Genova, Rolli Days: appuntamento con l'Unesco e la storia

Alla riscoperta culturale e turistica della città grazie ai due temi portanti dell’edizione di Ottobre dei Rolli Days
©ALBERGO DEI POVERI

Rolli Days: Statue benefattori dell’Albergo dei Poveri, Genova


Pubblicato il 13/10/2017
Ultima modifica il 13/10/2017 alle ore 05:00

E’ una delle più attese manifestazioni culturali quella dei Rolli Days, che, come ogni anno dal 2009, arriva puntuale a Genova a promuovere e valorizzare il Sistema delle Strade Nuove e dei Palazzi dei Rolli, riconosciuto Patrimonio Unesco dal 2006. Visitare i Rolli significa godere di una chiave di lettura diversa per la riscoperta culturale e turistica della città: questo grazie alla loro ricchezza architettonica, artistica, storica e culturale che conservano, unita alla straordinaria diffusione che hanno nel centro storico genovese.

I Rolli di Genova, più precisamente i Rolli degli alloggiamenti pubblici, erano le liste dei palazzi e delle dimore delle nobili famiglie che, ai tempi dell’antica Repubblica, ambivano ad ospitare le alte personalità che arrivavano in città per le visite di stato, il tutto sulla base di un sorteggio pubblico. Nei secoli successivi le stesse abitazioni hanno ospitato viaggiatori illustri, ma quello che li rende cosi straordinari, oltre alle monumentali proporzioni, è il fatto che siano stati edificati dai migliori architetti del Cinque e del Seicento e decorati dalle opere di pittori di fama internazionale. Tra i nomi celebri spiccano Orazio Gentileschi, Pieter Paul Rubens, Luca Cambiaso, Domenico Piola e Gregorio De Ferrari.

L’IMPORTANZA DEI ROLLI DAYS Il sito Unesco Genova: le Strade Nuove e il sistema dei palazzi dei Rolli comprende quarantadue palazzi nobiliari appartenuti a banchieri, armatori, mercanti delle famiglie più ricche e potenti dell’epoca.
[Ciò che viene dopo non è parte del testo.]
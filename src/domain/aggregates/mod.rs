//! Aggregates module
pub mod category;
pub mod order;
pub mod product;
pub mod wishlist;

pub use category::{Category, NewCategory};
pub use order::{Order, OrderError, OrderItem, OrderStatus};
pub use product::{NewProduct, Product, ProductChanges, ProductFilter, ProductOrder};
pub use wishlist::{Wishlist, WishlistItem};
Ecco che, grazie a questo tipo di manifestazione, viene svelato al grande pubblico il ricchissimo patrimonio storico ed architettonico genovese in essi contenuto. L’edizione di ottobre 2017, in programma il 14 e il 15, snoda il suo percorso da Via Garibaldi a Via dei Giustiniani, toccando Via Balbi, Via del Campo, Via San Luca, ed ha due temi portanti.
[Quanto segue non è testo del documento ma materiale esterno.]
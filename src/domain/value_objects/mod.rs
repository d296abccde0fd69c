//! Value Objects for the catalog and line items

mod slug;

pub use slug::{slugify, Slug, SlugError};

use rust_decimal::{Decimal, RoundingStrategy};
use serde::{Deserialize, Serialize};
use std::fmt;

/// Product price: two decimal places, `0 <= price < 1_000_000`.
#[derive(Clone, Copy, Debug, PartialEq, Eq, PartialOrd, Ord, Hash, Serialize)]
#[serde(transparent)]
pub struct Price(Decimal);

impl Price {
    pub const MAX_EXCLUSIVE: Decimal = Decimal::from_parts(1_000_000, 0, 0, false, 0);

    pub fn new(amount: Decimal) -> Result<Self, PriceError> {
        if amount.is_sign_negative() && !amount.is_zero() { return Err(PriceError::Negative); }
        let mut amount = amount.round_dp_with_strategy(2, RoundingStrategy::MidpointAwayFromZero);
        if amount >= Self::MAX_EXCLUSIVE { return Err(PriceError::TooLarge); }
        amount.rescale(2);
        Ok(Self(amount))
    }
    pub fn amount(&self) -> Decimal { self.0 }
    pub fn multiply(&self, count: Count) -> Decimal { self.0 * Decimal::from(count.value()) }
}

impl fmt::Display for Price {
    fn fmt(&self, f: &mut fmt::Formatter<'_>) -> fmt::Result { write!(f, "{}", self.0) }
}

#[derive(Debug, Clone, PartialEq, Eq)] pub enum PriceError { Negative, TooLarge }
impl std::error::Error for PriceError {}
impl fmt::Display for PriceError {
    fn fmt(&self, f: &mut fmt::Formatter<'_>) -> fmt::Result {
        match self {
            Self::Negative => write!(f, "price must not be negative"),
            Self::TooLarge => write!(f, "price must be below {}", Price::MAX_EXCLUSIVE),
        }
    }
}

/// Line item quantity, always at least one.
#[derive(Clone, Copy, Debug, PartialEq, Eq, PartialOrd, Ord, Hash, Serialize, Deserialize)]
#[serde(try_from = "u32", into = "u32")]
pub struct Count(u32);

impl Count {
    pub const ONE: Count = Count(1);

    pub fn new(value: u32) -> Result<Self, CountError> {
        if value == 0 { return Err(CountError::Zero); }
        Ok(Self(value))
    }
    pub fn value(&self) -> u32 { self.0 }
    pub fn saturating_add(&self, other: Count) -> Self { Self(self.0.saturating_add(other.0)) }
    /// `None` when nothing would be left, i.e. `other >= self`.
    pub fn checked_sub(&self, other: Count) -> Option<Self> {
        if other.0 >= self.0 { None } else { Some(Self(self.0 - other.0)) }
    }
}

impl TryFrom<u32> for Count {
    type Error = CountError;
    fn try_from(value: u32) -> Result<Self, Self::Error> { Self::new(value) }
}

impl TryFrom<i64> for Count {
    type Error = CountError;
    fn try_from(value: i64) -> Result<Self, Self::Error> {
        u32::try_from(value).map_err(|_| CountError::OutOfRange(value)).and_then(Self::new)
    }
}

impl From<Count> for u32 {
    fn from(count: Count) -> u32 { count.0 }
}

impl fmt::Display for Count {
    fn fmt(&self, f: &mut fmt::Formatter<'_>) -> fmt::Result { write!(f, "{}", self.0) }
}

#[derive(Debug, Clone, PartialEq, Eq)] pub enum CountError { Zero, OutOfRange(i64) }
impl std::error::Error for CountError {}
impl fmt::Display for CountError {
    fn fmt(&self, f: &mut fmt::Formatter<'_>) -> fmt::Result {
        match self {
            Self::Zero => write!(f, "count must be at least 1"),
            Self::OutOfRange(v) => write!(f, "count {v} out of range"),
        }
    }
}

#[cfg(test)]
mod tests {
    use super::*;

    #[test]
    fn test_price_rounds_to_cents() {
        let p = Price::new(Decimal::new(199999, 4)).unwrap();
        assert_eq!(p.amount(), Decimal::new(2000, 2));
        assert_eq!(p.to_string(), "20.00");
    }

    #[test]
    fn test_price_bounds() {
        assert_eq!(Price::new(Decimal::new(-1, 2)), Err(PriceError::Negative));
        assert_eq!(Price::new(Decimal::from(1_000_000)), Err(PriceError::TooLarge));
        assert!(Price::new(Decimal::new(99999999, 2)).is_ok());
    }

    #[test]
    fn test_count_arithmetic() {
        let three = Count::new(3).unwrap();
        let two = Count::new(2).unwrap();
        assert_eq!(three.checked_sub(two), Some(Count::ONE));
        assert_eq!(three.checked_sub(three), None);
        assert_eq!(two.checked_sub(three), None);
        assert_eq!(three.saturating_add(two).value(), 5);
        assert_eq!(Count::new(0), Err(CountError::Zero));
        assert_eq!(Count::try_from(-4i64), Err(CountError::OutOfRange(-4)));
    }

    #[test]
    fn test_count_rejects_zero_in_json() {
        assert!(serde_json::from_str::<Count>("0").is_err());
        assert_eq!(serde_json::from_str::<Count>("7").unwrap().value(), 7);
    }
}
Il primo è intitolato “Sulle tracce dei benefattori e mecenati genovesi” ed invita a ripercorrere le gesta di quelle famiglie che, oltre a far costruire i Palazzi dei Rolli e ad arricchirli di straordinarie opere d’arte, erano capaci di grandi gesti di generosità e di una continua attività di beneficenza. Un memorabile esempio lo offre il complesso dell’Albergo dei Poveri, la struttura voluta dalla Repubblica di Genova nella seconda metà del Seicento come centro di assistenza per i bisognosi. Il complesso oggi ospita una parte delle attività didattiche dell’Università di Genova ma anche una splendida chiesa ed importanti collezioni d’arte. Altrettanto significativo per conoscere le storie delle famiglie aristocratiche genovesi è il patrimonio di documenti conservati nell’Archivio del Magistrato di Misericordia, l’Ente attraverso cui la Repubblica e la Diocesi di Genova gestivano lasciti, eredità e altre forme di beneficenza rivolte ai bisognosi, agli orfani, agli ospedali cittadini, attività talmente comuni e diffuse da richiedere la creazione di una istituzione dedicata.

In concomitanza con i Rolli Days aprirà al pubblico “Domenico Piola 1628-1703 – Percorsi di Pittura Barocca”, la prima mostra monografica dedicata al pittore, in programma a Palazzo Lomellino in Strada Nuova, dove alcuni percorsi tematici illustrano la poliedrica attività dell’artista genovese.